Über Jacquelyn Wagner in der Titelpartie habe ich vor gut einem Jahr bereits alles gesagt, als sie Amsterdam mit ihrem Rollenportrait verzauberte: "DNO-Debütantin Jacquelyn Wagner war für mich nichts weniger als eine Idealbesetzung für die Titelpartie, und ich habe über die Jahre wirklich viele Soprane in Aufnahmen und live in dieser Rolle gehört. Die Amerikanerin, die die Waldnertochter bereits an der Minnesota Opera gegeben hatte, muss den Vergleich mit den allerersten Rollenvertreterinnen auch der Vergangenheit nicht scheuen. Sie ist nicht nur eine strahlend schöne Frau, sondern nimmt dazu durch die Natürlichkeit, Eleganz und Mühelosigkeit ihres Singens ein, durch das edle, feminine, schimmernd-leuchtende, silbrige Timbre der nicht zu großen, aber gut fokussierten, völlig unangestrengt die Partie bis zum Ende durchstehenden Stimme. Sie war eine optisch wie vokal berührende Arabella, die das Geschehen ganz natürlich beherrschte und zurecht am Ende gefeiert wurde." Dem ist nichts hinzuzufügen, vielleicht nur das Kompliment, dass sie sich auch auf dieses völlig andere Konzept problemlos einlassen konnte und dass sie sich von der Phonstärke der Düsseldorfer Symphoniker nicht zum Forcieren verleiten ließ.

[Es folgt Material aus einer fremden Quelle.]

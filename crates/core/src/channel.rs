//! Channel trait: the abstraction over chat platforms.
//!
//! A Channel connects NanoClaw to a messaging surface (CLI, Telegram,
//! WhatsApp bridge, ...). Inbound traffic is published onto the
//! [`MessageBus`]; outbound replies are handed to `send()` by the channel
//! manager, which drains the bus's outbound queue.

use std::sync::Arc;

use async_trait::async_trait;

use crate::bus::{MessageBus, OutboundMessage};
use crate::error::ChannelError;

/// The core Channel trait.
///
/// Adapters normalize platform events into `InboundMessage`s, including the
/// `is_group` / `mentioned_bot` / `reply_to_bot` metadata the policy engine
/// needs for group reply gating.
#[async_trait]
pub trait Channel: Send + Sync {
    /// The channel name used in message routing (e.g., "cli", "telegram").
    fn name(&self) -> &str;

    /// Start receiving. Implementations spawn their own reader task and
    /// return once it is running.
    async fn start(&self, bus: Arc<MessageBus>) -> std::result::Result<(), ChannelError>;

    /// Deliver one outbound message.
    async fn send(&self, message: &OutboundMessage) -> std::result::Result<(), ChannelError>;

    /// Stop receiving and release resources.
    async fn stop(&self) -> std::result::Result<(), ChannelError> {
        Ok(())
    }

    /// Whether the channel is ready to deliver.
    async fn health_check(&self) -> bool {
        true
    }
}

Dagegen versuchte Anja-Nina Bahrmann den Kampf mit den Orchesterfluten aufzunehmen, was ihr meistens auch gelang, aber dem Klang der an sich ja nicht unrechten, verlässlichen Stimme ohne größeren Wiedererkennenswert nicht förderlich war, und hinsichtlich der Diktion ist da auch noch Luft nach oben. Susan Maclean war mit prallen Mezzotönen eine vitale, immer noch attraktive Adelaide, musste auch einmal nicht mit exponierten Höhen kämpfen und hatte offensichtlich auch Spaß, sich darstellerisch auf das Regiekonzept einzulassen, das in der Figur so etwas wie eine Karikatur der Marschallin sieht. Thorsten Grümbel war mit etwas trockenem Bass ein vokal sehr seriöser, etwas einfältiger, wenig Autorität ausstrahlender, übernervöser Graf Waldner, der mit Mandrykas Geldscheinen masturbiert und sich für den Ball als Freiheitsstatue verkleidet, Simon Neal war eine großartige Besetzung für den Mandryka, optisch ein rechtes Mannsbild in den besten Jahren, vokal in allen Lagen ausgesprochen präsent und volltönend (und auch er ließ sich von dem Lärm aus dem Graben nicht aus der Ruhe bringen), auf seinen Wotan im neuen Ring darf man sich freuen. Jussi Myllys ließ als Graf Elemer einiges Potential erkennen, und auch Dmitri Vargas und Günes Gürle entwickelten in jeder Hinsicht große Präsenz als Dominik und Lamoral, während Ramona Noack als Kartenaufschlägerin arg ins Forcieren geriet und ihr unten einige Töne fehlten. Den Hype um die ordentliche, aber nicht sensationelle Koloraturen und Spitzentöne beitragende Elena Snacho Pereg konnte ich nicht ganz nachvollziehen, da habe ich wahrlich brillantere Kolleginnen als Fiakermilli bewundert.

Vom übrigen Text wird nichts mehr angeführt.